Collected data entries
:::::

//! Entity configuration
//!
//! Configs are immutable once built and shared through `Arc`, so one data
//! node config can feed several task configs and one task config several
//! pipeline configs.

use crate::connector::IN_MEMORY;
use crate::scope::Scope;
use chrono::{DateTime, Datelike, Days, Months, NaiveDate, TimeZone, Utc};
use indexmap::IndexMap;
use serde::{Deserialize, Serialize};
use serde_json::Value;
use std::fmt;
use std::sync::Arc;

/// Data node configuration
#[derive(Debug, Clone, PartialEq)]
pub struct DataNodeConfig {
    id: String,
    storage_type: String,
    scope: Scope,
    default_data: Option<Value>,
    properties: IndexMap<String, Value>,
}

impl DataNodeConfig {
    /// Create config with the in-memory storage type and `PIPELINE` scope
    #[must_use]
    pub fn new(id: impl Into<String>) -> Self {
        Self {
            id: id.into(),
            storage_type: IN_MEMORY.to_string(),
            scope: Scope::default(),
            default_data: None,
            properties: IndexMap::new(),
        }
    }

    /// Set scope
    #[must_use]
    pub fn with_scope(mut self, scope: Scope) -> Self {
        self.scope = scope;
        self
    }

    /// Set connector storage type
    #[must_use]
    pub fn with_storage_type(mut self, storage_type: impl Into<String>) -> Self {
        self.storage_type = storage_type.into();
        self
    }

    /// Set value written when a data node is created
    #[must_use]
    pub fn with_default_data(mut self, value: Value) -> Self {
        self.default_data = Some(value);
        self
    }

    /// Add a free-form property copied onto realized data nodes
    #[must_use]
    pub fn with_property(mut self, key: impl Into<String>, value: Value) -> Self {
        self.properties.insert(key.into(), value);
        self
    }

    /// Config id
    #[inline]
    #[must_use]
    pub fn id(&self) -> &str {
        &self.id
    }

    /// Connector storage type
    #[inline]
    #[must_use]
    pub fn storage_type(&self) -> &str {
        &self.storage_type
    }

    /// Declared scope
    #[inline]
    #[must_use]
    pub fn scope(&self) -> Scope {
        self.scope
    }

    /// Default value
    #[inline]
    #[must_use]
    pub fn default_data(&self) -> Option<&Value> {
        self.default_data.as_ref()
    }

    /// Properties
    #[inline]
    #[must_use]
    pub fn properties(&self) -> &IndexMap<String, Value> {
        &self.properties
    }
}

/// Task configuration
#[derive(Debug, Clone, PartialEq)]
pub struct TaskConfig {
    id: String,
    function: String,
    inputs: Vec<Arc<DataNodeConfig>>,
    outputs: Vec<Arc<DataNodeConfig>>,
}

impl TaskConfig {
    /// Create config running the registered function `function`
    #[must_use]
    pub fn new(id: impl Into<String>, function: impl Into<String>) -> Self {
        Self {
            id: id.into(),
            function: function.into(),
            inputs: Vec::new(),
            outputs: Vec::new(),
        }
    }

    /// Append an input
    #[must_use]
    pub fn with_input(mut self, input: Arc<DataNodeConfig>) -> Self {
        self.inputs.push(input);
        self
    }

    /// Append several inputs
    #[must_use]
    pub fn with_inputs(mut self, inputs: impl IntoIterator<Item = Arc<DataNodeConfig>>) -> Self {
        self.inputs.extend(inputs);
        self
    }

    /// Append an output
    #[must_use]
    pub fn with_output(mut self, output: Arc<DataNodeConfig>) -> Self {
        self.outputs.push(output);
        self
    }

    /// Append several outputs
    #[must_use]
    pub fn with_outputs(mut self, outputs: impl IntoIterator<Item = Arc<DataNodeConfig>>) -> Self {
        self.outputs.extend(outputs);
        self
    }

    /// Config id
    #[inline]
    #[must_use]
    pub fn id(&self) -> &str {
        &self.id
    }

    /// Registered function name
    #[inline]
    #[must_use]
    pub fn function(&self) -> &str {
        &self.function
    }

    /// Input configs in position order
    #[inline]
    #[must_use]
    pub fn inputs(&self) -> &[Arc<DataNodeConfig>] {
        &self.inputs
    }

    /// Output configs in position order
    #[inline]
    #[must_use]
    pub fn outputs(&self) -> &[Arc<DataNodeConfig>] {
        &self.outputs
    }

    /// Inputs followed by outputs
    pub fn data_node_configs(&self) -> impl Iterator<Item = &Arc<DataNodeConfig>> {
        self.inputs.iter().chain(&self.outputs)
    }

    /// Narrowest scope among the task's data nodes
    #[must_use]
    pub fn effective_scope(&self) -> Scope {
        Scope::narrowest(self.data_node_configs().map(|dn| dn.scope()))
    }
}

/// Pipeline configuration
#[derive(Debug, Clone, PartialEq)]
pub struct PipelineConfig {
    id: String,
    tasks: Vec<Arc<TaskConfig>>,
}

impl PipelineConfig {
    /// Create config over `tasks`, kept in the given order
    #[must_use]
    pub fn new(id: impl Into<String>, tasks: Vec<Arc<TaskConfig>>) -> Self {
        Self {
            id: id.into(),
            tasks,
        }
    }

    /// Config id
    #[inline]
    #[must_use]
    pub fn id(&self) -> &str {
        &self.id
    }

    /// Task configs
    #[inline]
    #[must_use]
    pub fn tasks(&self) -> &[Arc<TaskConfig>] {
        &self.tasks
    }

    /// Narrowest scope among the tasks' effective scopes
    #[must_use]
    pub fn effective_scope(&self) -> Scope {
        Scope::narrowest(self.tasks.iter().map(|t| t.effective_scope()))
    }
}

/// Scenario configuration
#[derive(Debug, Clone, PartialEq)]
pub struct ScenarioConfig {
    id: String,
    pipelines: Vec<Arc<PipelineConfig>>,
    frequency: Option<Frequency>,
    properties: IndexMap<String, Value>,
}

impl ScenarioConfig {
    /// Create config over `pipelines`, without a cycle
    #[must_use]
    pub fn new(id: impl Into<String>, pipelines: Vec<Arc<PipelineConfig>>) -> Self {
        Self {
            id: id.into(),
            pipelines,
            frequency: None,
            properties: IndexMap::new(),
        }
    }

    /// Attach scenarios to cycles of `frequency`
    #[must_use]
    pub fn with_frequency(mut self, frequency: Frequency) -> Self {
        self.frequency = Some(frequency);
        self
    }

    /// Add a property copied onto created scenarios
    #[must_use]
    pub fn with_property(mut self, key: impl Into<String>, value: Value) -> Self {
        self.properties.insert(key.into(), value);
        self
    }

    /// Config id
    #[inline]
    #[must_use]
    pub fn id(&self) -> &str {
        &self.id
    }

    /// Pipeline configs
    #[inline]
    #[must_use]
    pub fn pipelines(&self) -> &[Arc<PipelineConfig>] {
        &self.pipelines
    }

    /// Cycle frequency
    #[inline]
    #[must_use]
    pub fn frequency(&self) -> Option<Frequency> {
        self.frequency
    }

    /// Properties
    #[inline]
    #[must_use]
    pub fn properties(&self) -> &IndexMap<String, Value> {
        &self.properties
    }
}

/// Length of a business cycle
#[derive(Debug, Clone, Copy, PartialEq, Eq, Hash, Serialize, Deserialize)]
#[serde(rename_all = "lowercase")]
pub enum Frequency {
    /// Calendar day
    Daily,
    /// ISO week starting Monday
    Weekly,
    /// Calendar month
    Monthly,
    /// Calendar quarter
    Quarterly,
    /// Calendar year
    Yearly,
}

impl Frequency {
    /// Lower-case frequency name
    #[must_use]
    pub fn as_str(self) -> &'static str {
        match self {
            Frequency::Daily => "daily",
            Frequency::Weekly => "weekly",
            Frequency::Monthly => "monthly",
            Frequency::Quarterly => "quarterly",
            Frequency::Yearly => "yearly",
        }
    }

    /// Half-open `[start, end)` period containing `date`, in UTC.
    ///
    /// `None` only when the period falls outside the representable calendar.
    #[must_use]
    pub fn period(self, date: DateTime<Utc>) -> Option<(DateTime<Utc>, DateTime<Utc>)> {
        let day = date.date_naive();
        let (start, end) = match self {
            Frequency::Daily => (day, day.checked_add_days(Days::new(1))?),
            Frequency::Weekly => {
                let start = day.checked_sub_days(Days::new(u64::from(
                    day.weekday().num_days_from_monday(),
                )))?;
                (start, start.checked_add_days(Days::new(7))?)
            }
            Frequency::Monthly => {
                let start = NaiveDate::from_ymd_opt(day.year(), day.month(), 1)?;
                (start, start.checked_add_months(Months::new(1))?)
            }
            Frequency::Quarterly => {
                let first_month = (day.month0() / 3) * 3 + 1;
                let start = NaiveDate::from_ymd_opt(day.year(), first_month, 1)?;
                (start, start.checked_add_months(Months::new(3))?)
            }
            Frequency::Yearly => {
                let start = NaiveDate::from_ymd_opt(day.year(), 1, 1)?;
                (start, start.checked_add_months(Months::new(12))?)
            }
        };
        Some((midnight(start)?, midnight(end)?))
    }
}

fn midnight(day: NaiveDate) -> Option<DateTime<Utc>> {
    day.and_hms_opt(0, 0, 0).map(|naive| Utc.from_utc_datetime(&naive))
}

impl fmt::Display for Frequency {
    fn fmt(&self, f: &mut fmt::Formatter<'_>) -> fmt::Result {
        f.write_str(self.as_str())
    }
}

:::::

Exercise requirements: Starting at the line above that holds "let (start, end)" and ending at the line that holds "let first_month = (day.month0()", transcribe each line exactly and include no other lines.

Task solution:
        let (start, end) = match self {
            Frequency::Daily => (day, day.checked_add_days(Days::new(1))?),
            Frequency::Weekly => {
                let start = day.checked_sub_days(Days::new(u64::from(
                    day.weekday().num_days_from_monday(),
                )))?;
                (start, start.checked_add_days(Days::new(7))?)
            }
            Frequency::Monthly => {
                let start = NaiveDate::from_ymd_opt(day.year(), day.month(), 1)?;
                (start, start.checked_add_months(Months::new(1))?)
            }
            Frequency::Quarterly => {
                let first_month = (day.month0() / 3) * 3 + 1;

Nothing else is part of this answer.